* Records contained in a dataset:
----
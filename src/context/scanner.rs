use crate::constants::RESERVED_DIR_NAMES;
use crate::context::types::{DirectoryEntry, DirectoryTree, SkipReason};
use crate::error::RunError;
use globset::{Glob, GlobSet, GlobSetBuilder};
use ignore::WalkBuilder;
use path_slash::PathExt;
use std::path::{Path, PathBuf};
use tracing::{debug, warn};

/// Plain text, source code, structured data and document formats.
const INCLUDE_EXTENSIONS: &[&str] = &[
    // text & docs
    "txt", "md", "rst", "csv", "tsv", "json", "yaml", "yml", "xml", "ini", "cfg", "log", "docx",
    "pdf", "rtf", "env", "conf", "properties",
    // code
    "py", "js", "ts", "java", "c", "cpp", "h", "hpp", "cs", "go", "rb", "sh", "bat", "ps1", "toml",
    "html", "htm", "css", "scss", "less", "php", "pl", "swift", "kt", "rs", "m", "scala", "vb",
    "dart", "sql", "r", "jl", "lua", "asm", "ipynb",
];

/// Binary, media, archive and container formats. Wins over the include list.
const EXCLUDE_EXTENSIONS: &[&str] = &[
    "enc", "exe", "dll", "so", "app", "dmg", "pkg", "deb", "rpm", "zip", "gz", "tar", "rar", "7z",
    "bin", "dat", "o", "obj", "a", "lib", "class", "jar", "apk", "ipa", "iso", "img", "pkl", "db",
    "sqlite", "mp3", "wav", "aac", "flac", "ogg", "mp4", "avi", "mov", "mkv", "wmv", "jpg", "jpeg",
    "png", "gif", "bmp", "tiff", "ico", "svg", "bz2", "xz",
];

#[derive(Debug, Clone, Copy, PartialEq, Eq)]
pub enum FileClass {
    Eligible,
    Excluded,
    NotPlaintext,
}

/// Classify a file by its lowercase extension.
pub fn classify(path: &Path) -> FileClass {
    let ext = path
        .extension()
        .map(|e| e.to_string_lossy().to_lowercase())
        .unwrap_or_default();
    if EXCLUDE_EXTENSIONS.contains(&ext.as_str()) {
        FileClass::Excluded
    } else if INCLUDE_EXTENSIONS.contains(&ext.as_str()) {
        FileClass::Eligible
    } else {
        FileClass::NotPlaintext
    }
}

pub fn is_reserved_dir(name: &str) -> bool {
    RESERVED_DIR_NAMES.contains(&name)
}

/// Scan policy on top of the fixed extension rules.
#[derive(Debug, Clone, Default)]
pub struct ScanPolicy {
    exclude: Option<GlobSet>,
    output_dir: Option<PathBuf>,
}

impl ScanPolicy {
    /// Compile user exclude globs. Invalid patterns are warned about and
    /// dropped; if none of them compile the policy is rejected.
    pub fn with_excludes(patterns: &[String]) -> Result<Self, RunError> {
        if patterns.is_empty() {
            return Ok(Self::default());
        }
        let mut builder = GlobSetBuilder::new();
        let mut valid = 0usize;
        for pattern in patterns {
            let pattern = pattern.replace('\\', "/");
            match Glob::new(&pattern) {
                Ok(glob) => {
                    builder.add(glob);
                    valid += 1;
                }
                Err(e) => warn!("invalid --exclude pattern: {pattern} ({e})"),
            }
        }
        if valid == 0 {
            return Err(RunError::InvalidConfig(format!(
                "every --exclude pattern was invalid: {patterns:?}"
            )));
        }
        let set = builder
            .build()
            .map_err(|e| RunError::InvalidConfig(e.to_string()))?;
        Ok(Self {
            exclude: Some(set),
            output_dir: None,
        })
    }

    /// Keep the run's own output base out of the scan when it lives under
    /// the input root. `dir` must be canonical.
    pub fn with_output_dir(
        mut self,
        dir: impl Into<PathBuf>,
    ) -> Self {
        self.output_dir = Some(dir.into());
        self
    }

    fn is_excluded(
        &self,
        rel: &str,
    ) -> bool {
        self.exclude.as_ref().is_some_and(|set| set.is_match(rel))
    }

    fn is_output_dir(
        &self,
        path: &Path,
    ) -> bool {
        self.output_dir.as_deref() == Some(path)
    }

    /// Whether the directory at `path` is listed but never read.
    fn blocks(
        &self,
        root: &Path,
        path: &Path,
    ) -> bool {
        if path == root {
            return false;
        }
        if path
            .file_name()
            .is_some_and(|name| is_reserved_dir(&name.to_string_lossy()))
            || self.is_output_dir(path)
        {
            return true;
        }
        relative_slash(root, path).is_some_and(|rel| self.is_excluded(&rel))
    }
}

/// Result of scanning a root directory.
#[derive(Debug, Clone, Default)]
pub struct Scan {
    pub files: Vec<PathBuf>,
    pub tree: DirectoryTree,
}

/// Depth-first, name-sorted scan of `root`. Symlinks are never followed and
/// per-entry I/O errors are recorded in the tree instead of failing the scan.
pub fn scan(
    root: &Path,
    policy: &ScanPolicy,
) -> Scan {
    let filter_root = root.to_path_buf();
    let filter_policy = policy.clone();
    let walker = WalkBuilder::new(root)
        .standard_filters(false)
        .follow_links(false)
        .sort_by_file_name(|a, b| a.cmp(b))
        // skipped directories are listed but their contents never yielded
        .filter_entry(move |entry| {
            entry.depth() == 0
                || !entry
                    .path()
                    .parent()
                    .is_some_and(|parent| filter_policy.blocks(&filter_root, parent))
        })
        .build();

    let mut scan = Scan::default();
    for result in walker {
        match result {
            Ok(entry) if entry.depth() == 0 => {}
            Ok(entry) => {
                let path = entry.path();
                let Some(rel) = relative_slash(root, path) else {
                    continue;
                };
                let node = decide(&entry, &rel, policy);
                debug!(path = %rel, processed = node.is_processed(), "scan entry");
                if node.is_processed() && !node.is_dir {
                    scan.files.push(path.to_path_buf());
                }
                insert(&mut scan.tree.entries, &rel, node);
            }
            Err(err) => {
                let Some(path) = error_path(&err) else {
                    warn!("could not read entry under {}: {err}", root.display());
                    continue;
                };
                // reading a skipped directory is not an error worth recording
                if policy.blocks(root, path)
                    || path.parent().is_some_and(|p| policy.blocks(root, p))
                {
                    debug!("ignoring walk error inside skipped directory: {err}");
                    continue;
                }
                warn!("could not read entry under {}: {err}", root.display());
                if let Some(rel) = relative_slash(root, path).filter(|r| !r.is_empty()) {
                    let name = rel.rsplit('/').next().unwrap_or(&rel).to_string();
                    let node = DirectoryEntry::skipped(
                        name,
                        path.is_dir(),
                        SkipReason::Unreadable(io_message(&err)),
                    );
                    insert(&mut scan.tree.entries, &rel, node);
                }
            }
        }
    }
    scan
}

fn decide(
    entry: &ignore::DirEntry,
    rel: &str,
    policy: &ScanPolicy,
) -> DirectoryEntry {
    let name = entry.file_name().to_string_lossy().to_string();
    let is_dir = entry.file_type().is_some_and(|ft| ft.is_dir());
    if entry.path_is_symlink() {
        return DirectoryEntry::skipped(name, false, SkipReason::Symlink);
    }
    if is_dir && is_reserved_dir(&name) {
        return DirectoryEntry::skipped(name, true, SkipReason::ReservedDirectory);
    }
    if is_dir && policy.is_output_dir(entry.path()) {
        return DirectoryEntry::skipped(name, true, SkipReason::OutputDirectory);
    }
    if policy.is_excluded(rel) {
        return DirectoryEntry::skipped(name, is_dir, SkipReason::ExcludedByPattern);
    }
    if is_dir {
        return DirectoryEntry::processed(name, rel, true);
    }
    match classify(entry.path()) {
        FileClass::Eligible => DirectoryEntry::processed(name, rel, false),
        FileClass::Excluded => DirectoryEntry::skipped(name, false, SkipReason::ExcludedExtension),
        FileClass::NotPlaintext => DirectoryEntry::skipped(name, false, SkipReason::NotPlaintext),
    }
}

/// Place `node` at `rel` in the tree. Parents arrive before children, so the
/// parent is found by walking from the most recent sibling backwards.
fn insert(
    entries: &mut Vec<DirectoryEntry>,
    rel: &str,
    node: DirectoryEntry,
) {
    let mut level = entries;
    let mut parts = rel.split('/').peekable();
    while let Some(part) = parts.next() {
        if parts.peek().is_none() {
            // an unreadable directory replaces its own earlier listing
            match level.iter().rposition(|e| e.name == part) {
                Some(idx) => level[idx] = node,
                None => level.push(node),
            }
            return;
        }
        match level.iter().rposition(|e| e.name == part) {
            Some(idx) => level = &mut level[idx].children,
            None => return,
        }
    }
}

fn relative_slash(
    root: &Path,
    path: &Path,
) -> Option<String> {
    path.strip_prefix(root)
        .ok()
        .map(|rel| rel.to_slash_lossy().into_owned())
}

fn error_path(err: &ignore::Error) -> Option<&Path> {
    match err {
        ignore::Error::WithPath { path, .. } => Some(path.as_path()),
        ignore::Error::WithDepth { err, .. } | ignore::Error::WithLineNumber { err, .. } => {
            error_path(err)
        }
        ignore::Error::Loop { child, .. } => Some(child.as_path()),
        _ => None,
    }
}

fn io_message(err: &ignore::Error) -> String {
    match err.io_error() {
        Some(io) => io.to_string(),
        None => err.to_string(),
    }
}

/// Scan for a single-file input: the file is the only eligible entry.
pub fn scan_single_file(path: &Path) -> Scan {
    let name = path
        .file_name()
        .map(|n| n.to_string_lossy().to_string())
        .unwrap_or_default();
    Scan {
        files: vec![path.to_path_buf()],
        tree: DirectoryTree {
            entries: vec![DirectoryEntry::processed(name.clone(), name, false)],
        },
    }
}

#[cfg(test)]
mod tests {
    use super::*;

    #[test]
    fn exclusion_wins_over_inclusion() {
        assert_eq!(classify(Path::new("a.PNG")), FileClass::Excluded);
        assert_eq!(classify(Path::new("a.rs")), FileClass::Eligible);
        assert_eq!(classify(Path::new("a.Md")), FileClass::Eligible);
        assert_eq!(classify(Path::new("a.weird")), FileClass::NotPlaintext);
        assert_eq!(classify(Path::new("Makefile")), FileClass::NotPlaintext);
        for ext in EXCLUDE_EXTENSIONS {
            assert!(!INCLUDE_EXTENSIONS.contains(ext), "{ext} in both lists");
        }
    }

    #[test]
    fn all_invalid_excludes_are_rejected() {
        assert!(ScanPolicy::with_excludes(&["[".to_string()]).is_err());
        let policy = ScanPolicy::with_excludes(&["[".to_string(), "src/**".to_string()]).unwrap();
        assert!(policy.is_excluded("src/a.rs"));
        assert!(!policy.is_excluded("b.rs"));
    }

    #[test]
    fn blocks_skipped_directories_only() {
        let root = Path::new("/in");
        let policy = ScanPolicy::with_excludes(&["build".to_string()])
            .unwrap()
            .with_output_dir("/in/out");
        assert!(!policy.blocks(root, root));
        assert!(policy.blocks(root, Path::new("/in/out")));
        assert!(policy.blocks(root, Path::new("/in/build")));
        assert!(policy.blocks(root, Path::new("/in/pkg/.git")));
        assert!(!policy.blocks(root, Path::new("/in/src")));
        assert!(!policy.blocks(root, Path::new("/in/output")));
    }

    #[test]
    fn insert_nests_under_existing_parent() {
        let mut entries = Vec::new();
        insert(&mut entries, "a", DirectoryEntry::processed("a", "a", true));
        insert(&mut entries, "a/b.txt", DirectoryEntry::processed("b.txt", "a/b.txt", false));
        insert(&mut entries, "c.txt", DirectoryEntry::processed("c.txt", "c.txt", false));
        assert_eq!(entries.len(), 2);
        assert_eq!(entries[0].children[0].name, "b.txt");
    }

    #[test]
    fn single_file_tree() {
        let scan = scan_single_file(Path::new("/tmp/notes.txt"));
        assert_eq!(scan.files.len(), 1);
        assert_eq!(scan.tree.entries[0].name, "notes.txt");
        assert!(scan.tree.entries[0].is_processed());
    }
}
----
* PROBLEM DESCRIPTION:
Copy all lines from the data above that contain the word "formats".

* RESULT OF THE TASK:
/// Plain text, source code, structured data and document formats.
/// Binary, media, archive and container formats. Wins over the include list.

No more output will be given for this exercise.